You might have reached the lower limit of detection for this primer pair and genomic DNA. With cloned sequences you can get orders of magnitude lower. You have a lot of other sequences in there which cannot be amplified, but is of course part of the DNA concentration measurement. You can repeat your measurement, it is not necessarily unprecise, the lower detection limit of the Nanodrops is 2ng/ul.

TE buffer doesn't interfere with PCR in my experience since you typically add only very litte amounts of DNA (volumewise) to the PCR reaction.

I don't see the problem of using more DNA in your PCR unless you have very little material.

@Pankaj: The only difference between standard PCR and real-time PCR is the presence of a fluorophor which binds to dsDNA, which enable the detection during the reaction. You can only see reaction products earlier, since this is muc more sensitive than a standard agaroe gel. Reactionwise there is no difference - so if there is no amplification in standard PCR, there is most likely no amplification in realtime PCR, too.

it is a concentration problem but it might also be interference with EDTA. PCR in some cases requires Magnesium ions and EDTA chelates those ions and does not allow them to be available. I have found out that water works like a charm for diluting concentrated DNA samples.
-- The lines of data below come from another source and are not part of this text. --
// Copyright 2025 OpenObserve Inc.
//
// This program is free software: you can redistribute it and/or modify
// it under the terms of the GNU Affero General Public License as published by
// the Free Software Foundation, either version 3 of the License, or
// (at your option) any later version.
//
// This program is distributed in the hope that it will be useful
// but WITHOUT ANY WARRANTY; without even the implied warranty of
// MERCHANTABILITY or FITNESS FOR A PARTICULAR PURPOSE.  See the
// GNU Affero General Public License for more details.
//
// You should have received a copy of the GNU Affero General Public License
// along with this program.  If not, see <http://www.gnu.org/licenses/>.

use async_trait::async_trait;
use chrono::Duration;

use super::ClaimedIncident;
use crate::{db::postgres::CLIENT, errors::Result};

pub struct PostgresEscalator {}

impl PostgresEscalator {
    pub fn new() -> Self {
        Self {}
    }
}

impl Default for PostgresEscalator {
    fn default() -> Self {
        Self::new()
    }
}

#[async_trait]
impl super::Escalator for PostgresEscalator {
    /// Claims due incidents in one transaction:
    /// - select due rows ordered by deadline, limited to `concurrency`
    /// - skip rows locked by sibling replicas ("FOR UPDATE SKIP LOCKED")
    /// - push their deadlines forward by the lease
    /// - return the claimed ids
    async fn claim(&self, concurrency: i64, lease_secs: i64) -> Result<Vec<ClaimedIncident>> {
        let pool = CLIENT.clone();

        let now = chrono::Utc::now().timestamp_micros();
        let leased_until = now
            + Duration::try_seconds(lease_secs)
                .unwrap()
                .num_microseconds()
                .unwrap();
        let query = r#"UPDATE incidents
SET escalation_due_at = $1
WHERE id IN (
    SELECT id
    FROM incidents
    WHERE status = 'triggered'
      AND escalation_policy_id IS NOT NULL
      AND escalation_status IN ('none', 'pending')
      AND escalation_due_at IS NOT NULL AND escalation_due_at <= $2
    ORDER BY escalation_due_at
    LIMIT $3
    FOR UPDATE SKIP LOCKED
)
RETURNING id, org_id;"#;

        let mut tx = pool.begin().await?;
        let claimed: Vec<ClaimedIncident> = match sqlx::query_as::<_, ClaimedIncident>(query)
            .bind(leased_until)
            .bind(now)
            .bind(concurrency)
            .fetch_all(&mut *tx)
            .await
        {
            Ok(rows) => rows,
            Err(e) => {
                if let Err(e) = tx.rollback().await {
                    log::error!("[POSTGRES] rollback claim incidents error: {}", e);
                }
                return Err(e.into());
            }
        };

        if let Err(e) = tx.commit().await {
            log::error!("[POSTGRES] commit claim incidents error: {}", e);
            return Err(e.into());
        }
        Ok(claimed)
    }
}
// Copyright 2025 OpenObserve Inc.
//
// This program is free software: you can redistribute it and/or modify
// it under the terms of the GNU Affero General Public License as published by
// the Free Software Foundation, either version 3 of the License, or
// (at your option) any later version.
//
// This program is distributed in the hope that it will be useful
// but WITHOUT ANY WARRANTY; without even the implied warranty of
// MERCHANTABILITY or FITNESS FOR A PARTICULAR PURPOSE.  See the
// GNU Affero General Public License for more details.
//
// You should have received a copy of the GNU Affero General Public License
// along with this program.  If not, see <http://www.gnu.org/licenses/>.

//! `SeaORM` Entity for the external_monitors table
//!
//! Mirrors of provider-managed monitors, upserted by the periodic sync.

use sea_orm::entity::prelude::*;
use serde::{Deserialize, Serialize};

#[derive(Clone, Debug, PartialEq, DeriveEntityModel, Eq, Serialize, Deserialize)]
#[sea_orm(table_name = "external_monitors")]
pub struct Model {
    #[sea_orm(primary_key, auto_increment = false)]
    pub id: String,
    pub org_id: String,
    /// Provider tag, e.g. 'uptimerobot', 'checkly'
    pub provider: String,
    /// Provider-side monitor id; unique per (org, provider)
    pub external_id: String,
    pub name: String,
    pub is_up: Option<bool>,
    pub raw_status: String,
    pub last_synced_at: i64,
}

#[derive(Copy, Clone, Debug, EnumIter, DeriveRelation)]
pub enum Relation {}

impl ActiveModelBehavior for ActiveModel {}
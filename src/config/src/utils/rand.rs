// Copyright 2025 OpenObserve Inc.
//
// This program is free software: you can redistribute it and/or modify
// it under the terms of the GNU Affero General Public License as published by
// the Free Software Foundation, either version 3 of the License, or
// (at your option) any later version.
//
// This program is distributed in the hope that it will be useful
// but WITHOUT ANY WARRANTY; without even the implied warranty of
// MERCHANTABILITY or FITNESS FOR A PARTICULAR PURPOSE.  See the
// GNU Affero General Public License for more details.
//
// You should have received a copy of the GNU Affero General Public License
// along with this program.  If not, see <http://www.gnu.org/licenses/>.

use rand::distr::{Alphanumeric, SampleString};

pub fn generate_random_string(len: usize) -> String {
    Alphanumeric.sample_string(&mut rand::rng(), len)
}

#[cfg(test)]
mod tests {
    use super::*;

    #[test]
    fn test_generate_random_string() {
        let s = generate_random_string(16);
        assert_eq!(s.len(), 16);
        assert!(s.chars().all(|c| c.is_ascii_alphanumeric()));
    }
}
// Copyright 2025 OpenObserve Inc.
//
// This program is free software: you can redistribute it and/or modify
// it under the terms of the GNU Affero General Public License as published by
// the Free Software Foundation, either version 3 of the License, or
// (at your option) any later version.
//
// This program is distributed in the hope that it will be useful
// but WITHOUT ANY WARRANTY; without even the implied warranty of
// MERCHANTABILITY or FITNESS FOR A PARTICULAR PURPOSE.  See the
// GNU Affero General Public License for more details.
//
// You should have received a copy of the GNU Affero General Public License
// along with this program.  If not, see <http://www.gnu.org/licenses/>.

//! The single membership relation and the permission matrix over it.
//!
//! Every authorization question in the system resolves through
//! `(user, role, object_type, object_id)` facts; there is no other
//! relation table.

use serde::{Deserialize, Serialize};
use utoipa::ToSchema;

#[derive(Debug, Clone, Copy, PartialEq, Eq, Serialize, Deserialize, ToSchema)]
#[serde(rename_all = "lowercase")]
pub enum Role {
    Owner,
    Admin,
    Member,
    Viewer,
}

impl std::fmt::Display for Role {
    fn fmt(&self, f: &mut std::fmt::Formatter<'_>) -> std::fmt::Result {
        match self {
            Self::Owner => write!(f, "owner"),
            Self::Admin => write!(f, "admin"),
            Self::Member => write!(f, "member"),
            Self::Viewer => write!(f, "viewer"),
        }
    }
}

impl std::str::FromStr for Role {
    type Err = &'static str;

    fn from_str(s: &str) -> Result<Self, Self::Err> {
        match s.to_lowercase().as_str() {
            "owner" => Ok(Self::Owner),
            "admin" => Ok(Self::Admin),
            "member" => Ok(Self::Member),
            "viewer" => Ok(Self::Viewer),
            _ => Err("invalid role"),
        }
    }
}

#[derive(Debug, Clone, Copy, PartialEq, Eq, Hash, Serialize, Deserialize, ToSchema)]
#[serde(rename_all = "lowercase")]
pub enum ObjectType {
    Org,
    Project,
    Group,
}

impl std::fmt::Display for ObjectType {
    fn fmt(&self, f: &mut std::fmt::Formatter<'_>) -> std::fmt::Result {
        match self {
            Self::Org => write!(f, "org"),
            Self::Project => write!(f, "project"),
            Self::Group => write!(f, "group"),
        }
    }
}

impl std::str::FromStr for ObjectType {
    type Err = &'static str;

    fn from_str(s: &str) -> Result<Self, Self::Err> {
        match s.to_lowercase().as_str() {
            "org" => Ok(Self::Org),
            "project" => Ok(Self::Project),
            "group" => Ok(Self::Group),
            _ => Err("invalid object type"),
        }
    }
}

#[derive(Debug, Clone, Copy, PartialEq, Eq, Serialize, Deserialize, ToSchema)]
#[serde(rename_all = "snake_case")]
pub enum Action {
    View,
    Create,
    Update,
    Delete,
    ManageMembers,
}

impl Role {
    /// Deny-by-default permission matrix.
    ///
    /// Admins may delete projects and groups but never the organization
    /// itself; only owners can.
    pub fn allows(&self, action: Action, object: ObjectType) -> bool {
        match self {
            Self::Owner => true,
            Self::Admin => match action {
                Action::View | Action::Create | Action::Update | Action::ManageMembers => true,
                Action::Delete => object != ObjectType::Org,
            },
            Self::Member => matches!(action, Action::View | Action::Create),
            Self::Viewer => matches!(action, Action::View),
        }
    }
}

/// Effective role on an open project for a user holding only an org
/// membership. Owners act as project admins; everyone else keeps their
/// org role.
pub fn project_role_from_org(org_role: Role) -> Role {
    match org_role {
        Role::Owner => Role::Admin,
        other => other,
    }
}

#[derive(Debug, Clone, Serialize, Deserialize, ToSchema)]
pub struct Membership {
    pub user_id: String,
    pub role: Role,
    pub object_type: ObjectType,
    pub object_id: String,
    pub org_id: String,
    pub created_at: i64,
}

#[cfg(test)]
mod tests {
    use super::*;

    #[test]
    fn test_owner_allows_everything() {
        for object in [ObjectType::Org, ObjectType::Project, ObjectType::Group] {
            for action in [
                Action::View,
                Action::Create,
                Action::Update,
                Action::Delete,
                Action::ManageMembers,
            ] {
                assert!(Role::Owner.allows(action, object));
            }
        }
    }

    #[test]
    fn test_admin_cannot_delete_org() {
        assert!(!Role::Admin.allows(Action::Delete, ObjectType::Org));
        assert!(Role::Admin.allows(Action::Delete, ObjectType::Project));
        assert!(Role::Admin.allows(Action::Delete, ObjectType::Group));
        assert!(Role::Admin.allows(Action::ManageMembers, ObjectType::Org));
        assert!(Role::Admin.allows(Action::Update, ObjectType::Project));
    }

    #[test]
    fn test_member_view_and_create_only() {
        for object in [ObjectType::Org, ObjectType::Project, ObjectType::Group] {
            assert!(Role::Member.allows(Action::View, object));
            assert!(Role::Member.allows(Action::Create, object));
            assert!(!Role::Member.allows(Action::Update, object));
            assert!(!Role::Member.allows(Action::Delete, object));
            assert!(!Role::Member.allows(Action::ManageMembers, object));
        }
    }

    #[test]
    fn test_viewer_view_only() {
        for object in [ObjectType::Org, ObjectType::Project, ObjectType::Group] {
            assert!(Role::Viewer.allows(Action::View, object));
            assert!(!Role::Viewer.allows(Action::Create, object));
            assert!(!Role::Viewer.allows(Action::Update, object));
            assert!(!Role::Viewer.allows(Action::Delete, object));
            assert!(!Role::Viewer.allows(Action::ManageMembers, object));
        }
    }

    #[test]
    fn test_project_role_inheritance() {
        assert_eq!(project_role_from_org(Role::Owner), Role::Admin);
        assert_eq!(project_role_from_org(Role::Admin), Role::Admin);
        assert_eq!(project_role_from_org(Role::Member), Role::Member);
        assert_eq!(project_role_from_org(Role::Viewer), Role::Viewer);
    }

    #[test]
    fn test_role_parse_roundtrip() {
        for role in [Role::Owner, Role::Admin, Role::Member, Role::Viewer] {
            assert_eq!(role.to_string().parse::<Role>().unwrap(), role);
        }
        assert!("root".parse::<Role>().is_err());
    }
}
// Copyright 2025 OpenObserve Inc.
//
// This program is free software: you can redistribute it and/or modify
// it under the terms of the GNU Affero General Public License as published by
// the Free Software Foundation, either version 3 of the License, or
// (at your option) any later version.
//
// This program is distributed in the hope that it will be useful
// but WITHOUT ANY WARRANTY; without even the implied warranty of
// MERCHANTABILITY or FITNESS FOR A PARTICULAR PURPOSE.  See the
// GNU Affero General Public License for more details.
//
// You should have received a copy of the GNU Affero General Public License
// along with this program.  If not, see <http://www.gnu.org/licenses/>.

use axum::http::HeaderMap;
use infra::errors::Error;

/// Validate the shared deployment token presented by edge probe workers.
/// Accepts `Authorization: Bearer <token>` or `X-Deployment-Token`.
/// An empty configured token disables the probe report endpoint.
pub fn verify_deployment_token(headers: &HeaderMap) -> Result<(), Error> {
    let cfg = config::get_config();
    let expected = cfg.uptime.deployment_token.as_str();
    if expected.is_empty() {
        return Err(Error::Unauthorized(
            "probe reporting is disabled: no deployment token configured".to_string(),
        ));
    }

    let presented = headers
        .get("authorization")
        .and_then(|v| v.to_str().ok())
        .and_then(|v| v.strip_prefix("Bearer "))
        .or_else(|| {
            headers
                .get("x-deployment-token")
                .and_then(|v| v.to_str().ok())
        })
        .unwrap_or("");

    if presented != expected {
        return Err(Error::Unauthorized("invalid deployment token".to_string()));
    }
    Ok(())
}

#[cfg(test)]
mod tests {
    use axum::http::HeaderValue;

    use super::*;

    #[test]
    fn test_deployment_token_missing_header() {
        // default config has an empty token, so the endpoint is disabled
        let headers = HeaderMap::new();
        assert!(verify_deployment_token(&headers).is_err());
    }

    #[test]
    fn test_deployment_token_header_extraction() {
        let mut headers = HeaderMap::new();
        headers.insert("authorization", HeaderValue::from_static("Bearer abc123"));
        let presented = headers
            .get("authorization")
            .and_then(|v| v.to_str().ok())
            .and_then(|v| v.strip_prefix("Bearer "))
            .unwrap_or("");
        assert_eq!(presented, "abc123");
    }
}
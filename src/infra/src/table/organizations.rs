// Copyright 2025 OpenObserve Inc.
//
// This program is free software: you can redistribute it and/or modify
// it under the terms of the GNU Affero General Public License as published by
// the Free Software Foundation, either version 3 of the License, or
// (at your option) any later version.
//
// This program is distributed in the hope that it will be useful
// but WITHOUT ANY WARRANTY; without even the implied warranty of
// MERCHANTABILITY or FITNESS FOR A PARTICULAR PURPOSE.  See the
// GNU Affero General Public License for more details.
//
// You should have received a copy of the GNU Affero General Public License
// along with this program.  If not, see <http://www.gnu.org/licenses/>.

use config::{ider, meta::organization::Organization, utils::rand::generate_random_string};
use sea_orm::{ActiveModelTrait, ColumnTrait, EntityTrait, QueryFilter, Set};

use super::entity::organizations::{ActiveModel, Column, Entity, Model};
use crate::{
    db::{ORM_CLIENT, connect_to_orm},
    errors::{self, Error, unique_violation},
};

impl From<Model> for Organization {
    fn from(model: Model) -> Self {
        Self {
            id: model.id,
            identifier: model.identifier,
            name: model.name,
            ingest_token: Some(model.ingest_token),
            created_at: model.created_at,
        }
    }
}

pub async fn create(identifier: &str, name: &str) -> Result<Organization, errors::Error> {
    let client = ORM_CLIENT.get_or_init(connect_to_orm).await;
    let model = ActiveModel {
        id: Set(ider::generate()),
        identifier: Set(identifier.to_string()),
        name: Set(name.to_string()),
        ingest_token: Set(generate_random_string(32)),
        created_at: Set(config::utils::time::now_micros()),
    };

    match model.insert(client).await {
        Ok(model) => Ok(model.into()),
        Err(e) if unique_violation(&e) => Err(Error::ResourceConflict(format!(
            "organization identifier {identifier} already exists"
        ))),
        Err(e) => Err(e.into()),
    }
}

pub async fn get(id: &str) -> Result<Option<Organization>, errors::Error> {
    let client = ORM_CLIENT.get_or_init(connect_to_orm).await;
    Ok(Entity::find_by_id(id)
        .one(client)
        .await?
        .map(Organization::from))
}

pub async fn get_by_identifier(identifier: &str) -> Result<Option<Organization>, errors::Error> {
    let client = ORM_CLIENT.get_or_init(connect_to_orm).await;
    Ok(Entity::find()
        .filter(Column::Identifier.eq(identifier))
        .one(client)
        .await?
        .map(Organization::from))
}

/// Validate an inbound webhook token for the org. Used by the ingest
/// endpoints instead of a principal.
pub async fn verify_ingest_token(org_id: &str, token: &str) -> Result<bool, errors::Error> {
    let client = ORM_CLIENT.get_or_init(connect_to_orm).await;
    let row = Entity::find_by_id(org_id).one(client).await?;
    Ok(row.is_some_and(|o| !token.is_empty() && o.ingest_token == token))
}
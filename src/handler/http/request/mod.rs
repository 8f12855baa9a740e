// Copyright 2025 OpenObserve Inc.
//
// This program is free software: you can redistribute it and/or modify
// it under the terms of the GNU Affero General Public License as published by
// the Free Software Foundation, either version 3 of the License, or
// (at your option) any later version.
//
// This program is distributed in the hope that it will be useful
// but WITHOUT ANY WARRANTY; without even the implied warranty of
// MERCHANTABILITY or FITNESS FOR A PARTICULAR PURPOSE.  See the
// GNU Affero General Public License for more details.
//
// You should have received a copy of the GNU Affero General Public License
// along with this program.  If not, see <http://www.gnu.org/licenses/>.

pub mod groups;
pub mod health;
pub mod incidents;
pub mod ingest;
pub mod memberships;
pub mod policies;
pub mod schedules;
pub mod uptime;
I always use TE buffer to dissolve plasmids and DNA (because the stability for storage is better) and had never any problems. This is actually no wonder, since the EDTA concentration is very small in your PCR reaction. Let the reaction volume be 20ul and you add 1ul of DNA solution in TE buffer (which contains EDTA in a concentration of 1mM), then you will chelate 50nM (1mM/20ul) magnesium away. Since a typical PCR reactions contains between 2 and 3mM magnesium ions, this effect is not noticable. In high concentrations this picture looks different, since magnesium ions are absoutely vital for the function of the reaction. BTW: Very high primer concentrations have the same effect, since the DNA forms a complex with magnesium.

But if it always works with 100ng and doesn'T with 50, I wouldn't really waste time with it and use 100ng for PCR. We have genomic DNA here so most of the DNA (99% or so) present in the solution cannot be amplified, since its the wrong sequence.

TE buffer has EDTA which will chelate the magnesium ions. Mg2+ ions are required by the polymerase during extension. Since you have diluted the DNA in TE buffer, the EDTA is causing problem with the extension.

@Bhairavi: Its not problem - thats my practical experience and that of many other people. Its not, because the EDTA concentration in you PCR is ways to small to have a real inhibitory effect.

The concentration of the EDTA in the TE-Buffer is 1mM and 1mM of EDTA can chelate 1mM of ions. One of my typical PCR reactions has 25ul, containing 1ul of DNA template. This means the concentration of the EDTA in the reaction is 40nM, meaning it can chelate 40nM of magnesium. This would lower the concentration of 2,5mM magnesium which we often use down to 2,46mM. The impact of a improper calibrated pipette (with an error of lets say 10%) is ways bigger. So don't worry about a little EDTA, the benefit of stabilizing the DNA with a higher pH is much bigger.